Jakarta - Pemerintah tengah menjalankan 400 proyek prioritas energi baru terbarukan (EBT). Langkah ini sebagai salah satu strategi Indonesia mencapai nol emisi (Net Zero Emission/NZE) pada 2060 atau lebih cepat.
Hal ini diungkapkan oleh Menteri Koordinator Bidang Kemaritiman dan Investasi (Menko Marves) Luhut Binsar Pandjaitan dalam Indonesia International Sustainability Forum (ISF 2024).
"Untuk mencapai target 2060 zero emission, tapi kita usahakan sebelum 2060, kita sudah punya 400 proyek yang sedang berjalan sekarang," kata Luhut di Jakarta Convention Center (JCC) Senayan, Jakarta Pusat, Kamis (5/9/2024).
Salah satu di antaranya rencana melakukan pensiun dini terhadap Pembangkit Listrik Tenaga Uap (PLTU) Suralaya 2 sebesar 2,2 gigawatt (GW) yang terletak di Cilegon, Banten. Selain itu, PLTU Cirebon juga masuk rencana pensiun dini.
"Kita akan tutup ini. Dan kita punya (PLTU) Cirebon (masuk ke daftar), jadi kita bicara proyek konkret yang sudah kita rencanakan," ujarnya.
Untuk menyelesaikan keseluruhan proyek, butuh dukungan lebih dari sisi pembiayaan dan juga dukungan untuk masalah hukum. Atas hal ini, pemerintah telah bernegosiasi dengan sejumlah negara seperti Singapura untuk mengekspor energi hijau.
"Kita akan mengekspor energi hijau ke Singapura, sekitar 2 gigawatt, mungkin bisa mencapai 3 gigawatt.
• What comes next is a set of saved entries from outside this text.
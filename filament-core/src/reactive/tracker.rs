//! Dependency tracking context.
//!
//! The tracker records which derivation is currently evaluating so that
//! cell reads can register dependency edges without any manual wiring.
//!
//! # Implementation
//!
//! We use a thread-local stack of frames. Running a computed cell or a
//! reaction pushes a frame; every tracked read inside it records the cell's
//! ID and the version observed at read time into the innermost frame only.
//! When the frame is popped, the collected set becomes the derivation's new
//! dependency list.
//!
//! Nesting attributes reads correctly: a reaction that reads a computed
//! cell is charged with the computed cell's output, while the cells the
//! computed cell itself reads land in the computed cell's own frame.

use std::cell::RefCell;

use indexmap::IndexMap;

use super::derivation::{CellId, DerivationId};

thread_local! {
    static FRAMES: RefCell<Vec<Frame>> = RefCell::new(Vec::new());
}

/// An entry in the tracking stack.
enum Frame {
    /// An actively tracking derivation and the reads observed so far.
    Tracking {
        derivation: DerivationId,
        reads: IndexMap<CellId, u64>,
    },
    /// A sentinel that swallows reads, for [`untracked`].
    Untracked,
}

/// Guard that pops the innermost frame when dropped.
///
/// Keeps the stack consistent even if the tracked closure panics.
struct FrameGuard;

impl Drop for FrameGuard {
    fn drop(&mut self) {
        FRAMES.with(|frames| {
            frames.borrow_mut().pop();
        });
    }
}

/// Run `f` while recording every tracked read performed directly inside it.
///
/// Returns the closure's result together with the observed dependency set:
/// each cell read, in first-read order, with the version seen at read time.
pub(crate) fn tracked<R>(
    derivation: DerivationId,
    f: impl FnOnce() -> R,
) -> (R, IndexMap<CellId, u64>) {
    FRAMES.with(|frames| {
        frames.borrow_mut().push(Frame::Tracking {
            derivation,
            reads: IndexMap::new(),
        });
    });

    let guard = FrameGuard;
    let result = f();
    std::mem::forget(guard);

    let reads = FRAMES.with(|frames| match frames.borrow_mut().pop() {
        Some(Frame::Tracking { reads, .. }) => reads,
        _ => IndexMap::new(),
    });

    (result, reads)
}

/// Run `f` with dependency tracking suppressed.
///
/// Reads inside `f` do not register edges for any enclosing derivation.
pub fn untracked<R>(f: impl FnOnce() -> R) -> R {
    FRAMES.with(|frames| {
        frames.borrow_mut().push(Frame::Untracked);
    });

    let _guard = FrameGuard;
    f()
}

/// Record a read of `cell` at `version` into the innermost tracking frame.
///
/// No-op when no frame is active or the innermost frame is untracked.
pub(crate) fn record_read(cell: CellId, version: u64) {
    FRAMES.with(|frames| {
        if let Some(Frame::Tracking { reads, .. }) = frames.borrow_mut().last_mut() {
            reads.insert(cell, version);
        }
    });
}

/// Check whether reads are currently being tracked.
pub fn is_tracking() -> bool {
    FRAMES.with(|frames| matches!(frames.borrow().last(), Some(Frame::Tracking { .. })))
}

/// Get the derivation currently being tracked, if any.
pub fn current_derivation() -> Option<DerivationId> {
    FRAMES.with(|frames| match frames.borrow().last() {
        Some(Frame::Tracking { derivation, .. }) => Some(*derivation),
        _ => None,
    })
}
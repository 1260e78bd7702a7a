//! Evaluation failures.
//!
//! A computed cell's closure failing is not an abort: the failure is cached
//! as the cell's current state and handed back to every reader until a
//! dependency change invalidates it. That requires the error type to be
//! cheaply cloneable, hence the `Arc<str>` message payload.

use std::sync::Arc;

use thiserror::Error;

use super::derivation::CellId;

/// Boxed error type for reaction bodies and fallible compute closures.
pub type BoxError = Box<dyn std::error::Error + Send + Sync>;

/// Failure produced while evaluating a computed cell.
#[derive(Debug, Clone, PartialEq, Eq, Error)]
pub enum EvalError {
    /// The cell's evaluation re-entered itself, directly or through other
    /// computed cells. Cyclic dependency graphs are a contract violation;
    /// this error is the detector, not a supported state.
    #[error("cyclic dependency while evaluating computed cell {cell:?}")]
    Cycle {
        /// The cell whose evaluation was re-entered.
        cell: CellId,
    },

    /// The compute closure returned an error.
    #[error("computed cell evaluation failed: {message}")]
    Failed {
        /// Rendered message of the underlying failure.
        message: Arc<str>,
    },
}

impl EvalError {
    /// Wrap an arbitrary failure as a cached evaluation error.
    pub fn failed(message: impl std::fmt::Display) -> Self {
        Self::Failed {
            message: message.to_string().into(),
        }
    }

    /// Whether this failure is a cycle detection.
    pub fn is_cycle(&self) -> bool {
        matches!(self, Self::Cycle { .. })
    }
}

impl From<BoxError> for EvalError {
    fn from(err: BoxError) -> Self {
        Self::failed(err)
    }
}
Karena ada banyak potensi di sini, dan kita membangun industri panel surya kita sendiri," ujar dia.
Pada saat yang sama, Indonesia juga memiliki kawasan industri hijau terbesar di Kalimantan Utara dengan tenaga air atau hydropower. Indonesia akan membangun sekitar 9 gigawatt tenaga air, yang sedang dalam tahap pembangunan. Proyek ini akan dipadukan dengan panel surya.
Di sisi lain, menurutnya kontribusi Indonesia terhadap emisi karbon per kapita masih jauh lebih rendah dibanding negara maju, yakni baru 2,5 ton per kapita. Sementara Amerika Serikat (AS) sudah 14-15 ton per kapita, sedangkan minimalnya 4,5 ton per kapita.
"Langkah ini menjadi game changer bagi kami. Komitmen kita terhadap emisi nol sudah ada, tidak perlu dipertanyakan lagi, tapi bagaimana kita melakukannya? Kita juga harus mempertahankan pertumbuhan ekonomi kita karena beban dasar harus ada. Tanpa beban dasar, itu dapat membahayakan pertumbuhan ekonomi kita," kata dia. (shc/ara)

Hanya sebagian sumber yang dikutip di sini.